Interview about life in New Bradwell and the depression in the 1930's.
In this interview Kathy Swain and her sister Muriel describe their childhood in Bradwell.
Kathy Swain recalls as a youngster the living conditions in the old railway cottages,’ it used to be terrible draughty and it was dark … really terrible, worse than the slums’.
Muriel Swain also recalls the cottages ‘they were painted in railway colours…’
Kathy recalls that ‘You could see the railway white and red towels on the line… didn’t have a garden… so they used to peg the washing out across the alley way from one neighbours to the other neighbours’.
The sisters remember how some of the older women would sit out on their front doorsteps waiting for their husbands to come home and how on a Friday some would meet up with their husbands to go shopping in the market. Kathy refers to market traders including the ‘old crock man’ and her memories of an ‘old flare lamp… marvellous because they used to make a noise…’ They recall buying winkles from the fish man and a little old tearoom where ‘you could always get a bit of cake cheap… after half past five’.
Their reminiscences continue with reference to the practice of local women and family members assisting with delivering babies and laying out the deceased.
They refer to the traditional ‘payday’ contribution of the Royal Engineer public house, and the Pinfold family, who ran it. On payday, they would line up the drinks and have them ready for the men, with the correct change placed in individual envelopes.
Muriel recalls that many workers from outlying villages, including her ‘grampy’, who lived in Calverton village, would have to get up at 4 a.m. and walk several miles to get to the Works at Wolverton. There was no alternate means of transport, and other workers from further afield, especially Northampton would be brought in on a special workmen’s train.

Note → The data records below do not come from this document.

use async_graphql_value::ConstValue;

use super::{ScalarCodec, ScalarError, ScalarResult};

/// Serialized as a string, integers are accepted on input and output.
pub struct IdScalar;

impl ScalarCodec for IdScalar {
    fn marshal(&self, value: ConstValue) -> ScalarResult {
        self.unmarshal(value)
    }

    fn unmarshal(&self, value: ConstValue) -> ScalarResult {
        match value {
            ConstValue::String(_) => Ok(value),
            ConstValue::Number(number) if number.is_i64() || number.is_u64() => {
                Ok(ConstValue::String(number.to_string()))
            }
            other => Err(ScalarError::unexpected("ID", &other)),
        }
    }
}
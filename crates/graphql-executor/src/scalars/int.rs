use async_graphql_value::ConstValue;

use super::{ScalarCodec, ScalarError, ScalarResult};

/// Signed 64-bit integers. Numeric strings are accepted on input.
pub struct IntScalar;

impl IntScalar {
    fn coerce(value: ConstValue) -> ScalarResult {
        match &value {
            ConstValue::Number(number) if number.is_i64() => Ok(value),
            ConstValue::Number(number) => match number.as_f64() {
                Some(float) if float.fract() == 0.0 && float >= i64::MIN as f64 && float < i64::MAX as f64 => {
                    Ok(ConstValue::Number((float as i64).into()))
                }
                _ => Err(ScalarError::unexpected("Int", &value)),
            },
            ConstValue::String(s) => s
                .parse::<i64>()
                .map(|int| ConstValue::Number(int.into()))
                .map_err(|_| ScalarError::unexpected("Int", &value)),
            _ => Err(ScalarError::unexpected("Int", &value)),
        }
    }
}

impl ScalarCodec for IntScalar {
    fn marshal(&self, value: ConstValue) -> ScalarResult {
        match value {
            ConstValue::Number(_) => Self::coerce(value),
            other => Err(ScalarError::unexpected("Int", &other)),
        }
    }

    fn unmarshal(&self, value: ConstValue) -> ScalarResult {
        Self::coerce(value)
    }
}
//! Drives a subscription: one execution pass per source event, pulled by the caller.

use std::{
    pin::Pin,
    sync::Arc,
    task::{ready, Context, Poll},
};

use futures_util::{future::BoxFuture, FutureExt, Stream, StreamExt};
use tokio_util::sync::CancellationToken;
use tracing::Instrument;

use crate::{
    bindings::Binding,
    context::{Data, RequestState, ResolverContext},
    error::QueryError,
    execution::{field_error, Executor, InputCoercion},
    plan::{ExecutionPlan, FieldPlanKind},
    resolvers::{Arguments, EventStream, ResolverInput},
    response::{Response, ResponsePath},
    schema::SchemaInner,
    FieldValue, ResolverError,
};

enum SubscriptionState {
    /// Opening the event source.
    Idle(BoxFuture<'static, Result<EventStream, Response>>),
    Active {
        events: EventStream,
        /// Execution pass of the event being resolved.
        pass: Option<BoxFuture<'static, Response>>,
    },
    Completed,
    Cancelled,
    Failed,
}

impl SubscriptionState {
    fn name(&self) -> &'static str {
        match self {
            SubscriptionState::Idle(_) => "idle",
            SubscriptionState::Active { .. } => "active",
            SubscriptionState::Completed => "completed",
            SubscriptionState::Cancelled => "cancelled",
            SubscriptionState::Failed => "failed",
        }
    }
}

/// Stream of responses of one subscription. Not restartable.
///
/// At most one event is resolved at a time and the next event is only pulled from the source
/// once the response of the previous one has been taken. Cancellation is observed while the source
/// opens and between events.
pub(crate) struct SubscriptionStream {
    schema: Arc<SchemaInner>,
    plan: Arc<ExecutionPlan>,
    cancellation: CancellationToken,
    cancelled: BoxFuture<'static, ()>,
    request_data: Arc<Data>,
    state: SubscriptionState,
}

impl SubscriptionStream {
    pub(crate) fn new(
        schema: Arc<SchemaInner>,
        plan: Arc<ExecutionPlan>,
        cancellation: CancellationToken,
        request_data: Arc<Data>,
    ) -> Self {
        let request = Arc::new(RequestState::new(
            cancellation.clone(),
            Arc::clone(&schema.data),
            Arc::clone(&request_data),
        ));
        let open = open_source(Arc::clone(&schema), Arc::clone(&plan), request).boxed();

        let token = cancellation.clone();
        SubscriptionStream {
            schema,
            plan,
            cancellation,
            cancelled: async move { token.cancelled().await }.boxed(),
            request_data,
            state: SubscriptionState::Idle(open),
        }
    }

    fn transition(&mut self, state: SubscriptionState) {
        tracing::debug!("subscription {} -> {}", self.state.name(), state.name());
        self.state = state;
    }

    fn event_pass(&self, payload: FieldValue) -> BoxFuture<'static, Response> {
        let schema = Arc::clone(&self.schema);
        let plan = Arc::clone(&self.plan);
        let request = Arc::new(RequestState::new(
            self.cancellation.clone(),
            Arc::clone(&schema.data),
            Arc::clone(&self.request_data),
        ));

        async move {
            let root = schema.subscription_root.clone();
            Executor::for_event(&schema, payload)
                .execute(&plan, root, request)
                .await
        }
        .instrument(tracing::info_span!("subscription_event"))
        .boxed()
    }

    /// The terminal response of a failing event source.
    fn source_error(&self, error: ResolverError) -> Response {
        let error = match self.plan.root.fields.first() {
            Some(field) => error.into_query_error(ResponsePath::empty().child(&field.response_key), &field.locations),
            None => error.into_query_error(ResponsePath::empty(), &[]),
        };
        Response::from_errors(self.schema.present_errors(vec![error]))
    }
}

impl Stream for SubscriptionStream {
    type Item = Response;

    fn poll_next(self: Pin<&mut Self>, cx: &mut Context<'_>) -> Poll<Option<Response>> {
        let this = self.get_mut();

        loop {
            match &mut this.state {
                SubscriptionState::Idle(open) => {
                    if this.cancelled.poll_unpin(cx).is_ready() {
                        this.transition(SubscriptionState::Cancelled);
                        return Poll::Ready(None);
                    }

                    match ready!(open.poll_unpin(cx)) {
                        Ok(events) => this.transition(SubscriptionState::Active { events, pass: None }),
                        Err(response) => {
                            this.transition(SubscriptionState::Failed);
                            return Poll::Ready(Some(response));
                        }
                    }
                }
                SubscriptionState::Active { events, pass } => {
                    if let Some(running) = pass {
                        let response = ready!(running.poll_unpin(cx));
                        *pass = None;
                        return Poll::Ready(Some(response));
                    }

                    if this.cancelled.poll_unpin(cx).is_ready() {
                        this.transition(SubscriptionState::Cancelled);
                        return Poll::Ready(None);
                    }

                    match ready!(events.poll_next_unpin(cx)) {
                        Some(Ok(payload)) => {
                            let next = this.event_pass(payload);
                            if let SubscriptionState::Active { pass, .. } = &mut this.state {
                                *pass = Some(next);
                            }
                        }
                        Some(Err(error)) => {
                            let response = this.source_error(error);
                            this.transition(SubscriptionState::Failed);
                            return Poll::Ready(Some(response));
                        }
                        None => {
                            this.transition(SubscriptionState::Completed);
                            return Poll::Ready(None);
                        }
                    }
                }
                SubscriptionState::Completed | SubscriptionState::Cancelled | SubscriptionState::Failed => {
                    return Poll::Ready(None)
                }
            }
        }
    }
}

/// Invokes the subscription resolver of the root field.
async fn open_source(
    schema: Arc<SchemaInner>,
    plan: Arc<ExecutionPlan>,
    request: Arc<RequestState>,
) -> Result<EventStream, Response> {
    subscribe(&schema, &plan, request)
        .await
        .map_err(|error| Response::from_errors(schema.present_errors(vec![error])))
}

async fn subscribe(
    schema: &SchemaInner,
    plan: &ExecutionPlan,
    request: Arc<RequestState>,
) -> Result<EventStream, QueryError> {
    let Some(field) = plan.root.fields.first() else {
        return Err(QueryError::new("subscription operations must select exactly one root field"));
    };
    let ctx = ResolverContext::new(request)
        .with_field(ResponsePath::empty().child(&field.response_key), Arc::clone(&field.locations));

    let FieldPlanKind::Bound(bound) = &field.kind else {
        return Err(field_error(&ctx, "subscription operations must select exactly one root field"));
    };
    let Binding::Subscription { key } = &bound.binding else {
        return Err(field_error(&ctx, format!("{} is not bound to a subscription resolver", field.coordinate)));
    };
    let Some(resolver) = schema.subscriptions.get(key) else {
        return Err(field_error(&ctx, format!("no subscription resolver is registered for {key}")));
    };

    let arguments = InputCoercion::new(&schema.registry, &schema.scalars)
        .coerce_arguments(&bound.argument_definitions, bound.arguments.clone())
        .map_err(|message| field_error(&ctx, message))?;
    let input = ResolverInput {
        parent: schema.subscription_root.clone(),
        args: Arguments::new(arguments),
        ctx: ctx.clone(),
    };

    tracing::debug!("opening event source of {}", field.coordinate);
    resolver
        .subscribe(input)
        .await
        .map_err(|error| error.into_query_error(ctx.path.clone(), &ctx.locations))
}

Kathy describes the many tasks she undertook, working on railway carriage upholstery. The skill required to produce hand made netting for the luggage racks, and working in the Pillow room with the feather pillows for the sleepers. She recalls the attrition on her hands sewing leather to make tie backs for sleeper curtains
She discusses how both men and women worked in gangs, equally sharing out the jobs and the money. If someone didn’t pull their weight everyone’s money would drop.